Can lawyers match the productivity growth in the rest of the global economy? 

I thought about this after reading a Wall Street Journal article last week, Robots Get a Makeover in Factories, which describe a new generation of robots that help assemble delicate devices, a big change from the early, giant welding robots. This is just another example of the continuous improvement in manufacturing productivity.

Would that we could say lawyer and law firm productivity improves continuously. Of course, measuring legal productivity and quality is hard, a problem Paul Lippe addressed in What if Someone Could Measure What Lawyers Do? in his New Normal column in the ABA Journal (8 Feb 2012). And Fred Bartlit reminds us in his New Normal column last week (30 May 2012) that we should not confuse amount of lawyer time spent with quality of output or productivity.

Improving service productivity is harder than improving manufacturing productivity. Yet consider a host of process- and technology-driven improvements in efficiency, quality, or customer experience:

  • Architects’ work was revolutionized by computer-aided design systems.
  • Medical care improves demonstrably when doctors and other health care workers follow checklists (as I noted here in a 2003 blog post).
  • Customers usually have a better experience waiting in a single line that feeds multiple check-out stations than choosing a single check-out line. (Some of us remember the misery before “jet lines” were introduced.)
  • Companies invest significant research dollars to speed up processes. Fast food chains have successfully found ways to shave seconds off the time required to fulfill drive-through orders, which turns out to be critical to profitability. Airlines continue to research how best to board planes efficiently, though the optimal answer appears elusive.
  • Technology has improved service experience everywhere. Common examples include the ATM, insurance agents equipped to pay claims in the field, picking up a rental car from a special aisle without having to stop at the service counter, the Apple Store experience of paying the person who helps you via a hand-held credit card reader, and the option to shop on the web instead of a store.

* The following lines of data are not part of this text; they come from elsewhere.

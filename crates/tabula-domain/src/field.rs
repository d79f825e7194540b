//! Field definitions - the building blocks of an extraction schema

use serde::{Deserialize, Serialize};
use std::fmt;

/// Type annotation attached to a schema field
///
/// The remote service compiles these spellings verbatim into its record
/// model, so only this fixed set is accepted.
#[derive(Debug, Clone, Copy, PartialEq, Eq, Hash, Default)]
pub enum TypeTag {
    /// `str`
    #[default]
    Str,
    /// `int`
    Int,
    /// `float`
    Float,
    /// `bool`
    Bool,
    /// `List[str]`
    ListStr,
    /// `List[int]`
    ListInt,
    /// `Dict[str,Any]`
    DictStrAny,
    /// `Optional[str]`
    OptionalStr,
}

impl TypeTag {
    /// Every accepted tag, in display order
    pub const ALL: [TypeTag; 8] = [
        TypeTag::Str,
        TypeTag::Int,
        TypeTag::Float,
        TypeTag::Bool,
        TypeTag::ListStr,
        TypeTag::ListInt,
        TypeTag::DictStrAny,
        TypeTag::OptionalStr,
    ];

    /// Get the canonical spelling sent over the wire
    pub fn as_str(&self) -> &'static str {
        match self {
            TypeTag::Str => "str",
            TypeTag::Int => "int",
            TypeTag::Float => "float",
            TypeTag::Bool => "bool",
            TypeTag::ListStr => "List[str]",
            TypeTag::ListInt => "List[int]",
            TypeTag::DictStrAny => "Dict[str,Any]",
            TypeTag::OptionalStr => "Optional[str]",
        }
    }

    /// Parse a tag from its canonical spelling
    ///
    /// Surrounding whitespace is ignored; everything else must match exactly.
    pub fn parse(s: &str) -> Option<Self> {
        let s = s.trim();
        Self::ALL.iter().copied().find(|tag| tag.as_str() == s)
    }
}

impl fmt::Display for TypeTag {
    fn fmt(&self, f: &mut fmt::Formatter<'_>) -> fmt::Result {
        f.write_str(self.as_str())
    }
}

impl std::str::FromStr for TypeTag {
    type Err = String;

    fn from_str(s: &str) -> Result<Self, Self::Err> {
        Self::parse(s).ok_or_else(|| format!("Invalid field type: {}", s))
    }
}

/// One field of a schema draft
///
/// `field_type` keeps the raw spelling so that drafts loaded from files can
/// carry an unknown type; [`crate::validate_schema`] reports it.
#[derive(Debug, Clone, PartialEq, Eq, Serialize, Deserialize)]
pub struct FieldDefinition {
    /// Field name in the compiled record model
    pub name: String,

    /// Type spelling, expected to be one of [`TypeTag::ALL`]
    #[serde(rename = "type")]
    pub field_type: String,

    /// Natural-language hint for the extraction model
    pub description: String,
}

impl FieldDefinition {
    /// Create a field definition
    pub fn new(
        name: impl Into<String>,
        field_type: impl Into<String>,
        description: impl Into<String>,
    ) -> Self {
        Self {
            name: name.into(),
            field_type: field_type.into(),
            description: description.into(),
        }
    }

    /// Empty field with the default `str` type, as appended by "add field"
    pub fn blank() -> Self {
        Self::new("", TypeTag::default().as_str(), "")
    }

    /// Parsed type tag, if the spelling is known
    pub fn type_tag(&self) -> Option<TypeTag> {
        TypeTag::parse(&self.field_type)
    }

    /// Replace a single attribute
    pub fn set(&mut self, attribute: FieldAttribute, value: String) {
        match attribute {
            FieldAttribute::Name => self.name = value,
            FieldAttribute::Type => self.field_type = value,
            FieldAttribute::Description => self.description = value,
        }
    }

    /// Wire representation: `[name, type, description]`
    pub fn to_triple(&self) -> [String; 3] {
        [
            self.name.clone(),
            self.field_type.clone(),
            self.description.clone(),
        ]
    }
}

/// Editable attribute of a [`FieldDefinition`]
#[derive(Debug, Clone, Copy, PartialEq, Eq)]
pub enum FieldAttribute {
    /// The field name
    Name,
    /// The type spelling
    Type,
    /// The description
    Description,
}

impl FieldAttribute {
    /// Parse an attribute name (case-insensitive)
    pub fn parse(s: &str) -> Option<Self> {
        match s.to_lowercase().as_str() {
            "name" => Some(FieldAttribute::Name),
            "type" => Some(FieldAttribute::Type),
            "description" | "desc" => Some(FieldAttribute::Description),
            _ => None,
        }
    }
}

/// Serializable schema file contents
///
/// ```toml
/// class_name = "Person"
///
/// [[fields]]
/// name = "age"
/// type = "int"
/// description = "age in years"
/// ```
#[derive(Debug, Clone, PartialEq, Eq, Serialize, Deserialize)]
pub struct SchemaDefinition {
    /// Name of the generated record class
    pub class_name: String,

    /// Ordered field list
    #[serde(default)]
    pub fields: Vec<FieldDefinition>,
}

In the legal market, word processing and e-mail were probably the biggest and most ubiquitous productivity boosters over the last two decades Both are about 20 years old and both raise some productivity questions as well. (Arguably, lawyers should delegate more work on document processing than they do. And many lawyers lose time managing e-mail.)

More recently, predictive coding in e-discovery has significantly boosted lawyer productivity, though it remains controversial. I expect that legal project management and process improvement will have a bigger impact but it is early days. Can we expect to see the regular introduction of new processes, techniques, business models, and technology in law that we see in many other economic sectors? As clients continue demand higher value from outside counsel, law firms that improve productivity will win market and mind share.